April 10, 2026
Novel Sparse Adaptive Token Mamba Models for Remote Sensing Imagery Classification
Degree Program: MSc
Student’s Name: Zachary Dewis
Supervisor Name: Dr. Lincoln Linlin Xu
Thesis Title: Novel Sparse Adaptive Token Mamba Models for Remote Sensing Imagery Classification
Summary of Thesis:
Remote sensing image (RSI) classification, which transforms raw imagery into thematic maps, plays a critical role in environmental monitoring and resource exploration. However, achieving accurate and efficient RSI classification is a challenging task due to several key factors, including weak and subtle class signatures, difficulty in preserving fine spatial details, and the large volume of data. Existing deep learning approaches struggle to fully address these issues: Convolutional Neural Networks (CNNs) are limited in modeling long-range dependencies, while Transformer-based models suffer from high computational cost and potential overfitting. Although recent State Space Models, particularly Mamba architectures, offer a promising balance between efficiency and performance, they rely on fixed and rigid tokenization strategies that do not effectively capture the complex spatial, spectral, and temporal heterogeneity of RSI data.

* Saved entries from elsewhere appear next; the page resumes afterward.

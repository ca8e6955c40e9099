//! OAuth 2.0 error types for the token-exchange surface.
//!
//! Implements OAuth 2.0 error responses as defined in RFC 6749, extended
//! with the `request_unauthorized` kind used when a subject token cannot be
//! resolved.

use serde::{Deserialize, Serialize};
use thiserror::Error;

/// Errors surfaced by the token-exchange handler.
///
/// Each error maps to an OAuth 2.0 error code and HTTP status, and carries a
/// hint for the `error_description` field of the response.
#[derive(Debug, Error)]
pub enum OauthError {
    /// This handler is not responsible for the request; the surrounding
    /// framework should try its other token-endpoint handlers.
    #[error("invalid_request: The handler is not responsible for this request.")]
    UnknownRequest,

    /// The request is missing a parameter or carries an unsupported value.
    #[error("invalid_request: {0}")]
    InvalidRequest(String),

    /// The presented grant is invalid or was issued to another client.
    #[error("invalid_grant: {0}")]
    InvalidGrant(String),

    /// The authenticated client is not allowed to use this grant type.
    #[error("unauthorized_client: {0}")]
    UnauthorizedClient(String),

    /// The original grant does not permit this exchange.
    #[error("access_denied: {0}")]
    AccessDenied(String),

    /// The subject token could not be resolved or validated.
    #[error("request_unauthorized: {0}")]
    RequestUnauthorized(String),

    /// An internal invariant was violated.
    #[error("server_error: {0}")]
    ServerError(String),
}

impl OauthError {
    /// Returns the OAuth 2.0 error code.
    #[must_use]
    pub const fn error_code(&self) -> &'static str {
        match self {
            Self::UnknownRequest | Self::InvalidRequest(_) => "invalid_request",
            Self::InvalidGrant(_) => "invalid_grant",
            Self::UnauthorizedClient(_) => "unauthorized_client",
            Self::AccessDenied(_) => "access_denied",
            Self::RequestUnauthorized(_) => "request_unauthorized",
            Self::ServerError(_) => "server_error",
        }
    }

    /// Returns the HTTP status code for this error.
    #[must_use]
    pub const fn http_status(&self) -> u16 {
        match self {
            Self::UnknownRequest
            | Self::InvalidRequest(_)
            | Self::InvalidGrant(_)
            | Self::UnauthorizedClient(_) => 400,
            Self::RequestUnauthorized(_) => 401,
            Self::AccessDenied(_) => 403,
            Self::ServerError(_) => 500,
        }
    }

    /// Returns the hint carried by this error.
    #[must_use]
    pub fn hint(&self) -> &str {
        match self {
            Self::UnknownRequest => "The handler is not responsible for this request.",
            Self::InvalidRequest(hint)
            | Self::InvalidGrant(hint)
            | Self::UnauthorizedClient(hint)
            | Self::AccessDenied(hint)
            | Self::RequestUnauthorized(hint)
            | Self::ServerError(hint) => hint,
        }
    }

    /// Creates an error response for the token endpoint.
    #[must_use]
    pub fn to_error_response(&self) -> ErrorResponse {
        ErrorResponse {
            error: self.error_code().to_string(),
            error_description: Some(self.hint().to_string()),
            error_uri: None,
        }
    }
}

/// OAuth 2.0 error response body.
#[derive(Debug, Clone, Serialize, Deserialize)]
pub struct ErrorResponse {
    /// Error code.
    pub error: String,

    /// Human-readable error description.
    #[serde(skip_serializing_if = "Option::is_none")]
    pub error_description: Option<String>,

    /// URI with more information about the error.
    #[serde(skip_serializing_if = "Option::is_none")]
    pub error_uri: Option<String>,
}

/// Result type for token-exchange operations.
pub type OauthResult<T> = Result<T, OauthError>;
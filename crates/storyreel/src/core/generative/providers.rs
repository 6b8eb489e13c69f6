//! Video Generation Providers
//!
//! Abstract interface to the external text-to-video backend and a scriptable
//! mock for tests.

use std::collections::VecDeque;
use std::sync::Mutex;
use std::time::Duration;

use async_trait::async_trait;

use super::video::{ClipHandle, VideoGenerationRequest};
use crate::core::{CoreError, CoreResult};

/// External video generation capability.
///
/// One call produces one clip. Implementations never retry internally; the
/// orchestrator decides when a request is re-issued.
#[async_trait]
pub trait VideoGenerationProvider: Send + Sync {
    /// Returns the provider name
    fn name(&self) -> &str;

    /// Checks if the provider is configured and reachable
    fn is_available(&self) -> bool {
        true
    }

    /// Generates one clip
    async fn generate(&self, request: &VideoGenerationRequest) -> CoreResult<ClipHandle>;
}

// ============================================================================
// Mock Provider for Testing
// ============================================================================

/// Mock provider with a per-call outcome queue
#[derive(Debug)]
pub struct MockVideoProvider {
    name: String,
    outcomes: Mutex<VecDeque<Option<CoreError>>>,
    requests: Mutex<Vec<VideoGenerationRequest>>,
    clip_bytes: Vec<u8>,
    delay: Option<Duration>,
}

impl MockVideoProvider {
    /// Creates a mock that succeeds on every call
    pub fn new(name: impl Into<String>) -> Self {
        Self {
            name: name.into(),
            outcomes: Mutex::new(VecDeque::new()),
            requests: Mutex::new(Vec::new()),
            clip_bytes: vec![0u8; 64],
            delay: None,
        }
    }

    /// Queues a successful call
    pub fn with_queued_success(self) -> Self {
        self.push(None);
        self
    }

    /// Queues a failing call
    pub fn with_queued_failure(self, error: CoreError) -> Self {
        self.push(Some(error));
        self
    }

    /// Delays every call, for timeout and abort tests
    pub fn with_delay(mut self, delay: Duration) -> Self {
        self.delay = Some(delay);
        self
    }

    /// Bytes returned as clip content
    pub fn with_clip_bytes(mut self, bytes: Vec<u8>) -> Self {
        self.clip_bytes = bytes;
        self
    }

    /// Requests received so far, in call order
    pub fn requests(&self) -> Vec<VideoGenerationRequest> {
        match self.requests.lock() {
            Ok(guard) => guard.clone(),
            Err(poisoned) => poisoned.into_inner().clone(),
        }
    }

    pub fn call_count(&self) -> usize {
        self.requests().len()
    }

    fn push(&self, outcome: Option<CoreError>) {
        if let Ok(mut queue) = self.outcomes.lock() {
            queue.push_back(outcome);
        }
    }
}

#[async_trait]
impl VideoGenerationProvider for MockVideoProvider {
    fn name(&self) -> &str {
        &self.name
    }

    async fn generate(&self, request: &VideoGenerationRequest) -> CoreResult<ClipHandle> {
        if let Ok(mut requests) = self.requests.lock() {
            requests.push(request.clone());
        }

        if let Some(delay) = self.delay {
            tokio::time::sleep(delay).await;
        }

        let outcome = self
            .outcomes
            .lock()
            .ok()
            .and_then(|mut queue| queue.pop_front())
            .flatten();
        if let Some(error) = outcome {
            return Err(error);
        }

        request.validate()?;
        Ok(ClipHandle::from_bytes(
            self.clip_bytes.clone(),
            request.duration_sec,
        ))
    }
}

To address these limitations, this thesis proposes a novel Sparse Adaptive Token Mamba framework, with five key principles: (1) reducing token quantity through sparsity to improve efficiency, (2) enhancing token quality by prioritizing spectrally pure representations, (3) dynamically learning token ordering based on importance, (4) enabling data-adaptive tokenization, and (5) designing disentangled architectures that separately model spatial, spectral, and temporal information. Together, these innovations improve class separability, particularly for weak spectral signatures, better preserve fine spatial structures, and significantly reduce the computation cost.
The proposed framework is instantiated through three specialized models tailored to different data regimes: STSMamba for high temporal resolution data (e.g., MODIS time series), OBIA-Mamba for high spatial resolution multispectral imagery (e.g., Sentinel-2), and CSSMamba for high spectral resolution hyperspectral data. Extensive experiments across multiple benchmarks demonstrate consistent state-of-the-art performance. Overall, the framework provides a scalable and robust foundation for next-generation intelligent remote sensing analytics, with strong potential for multimodal data fusion and emerging sensor technologies.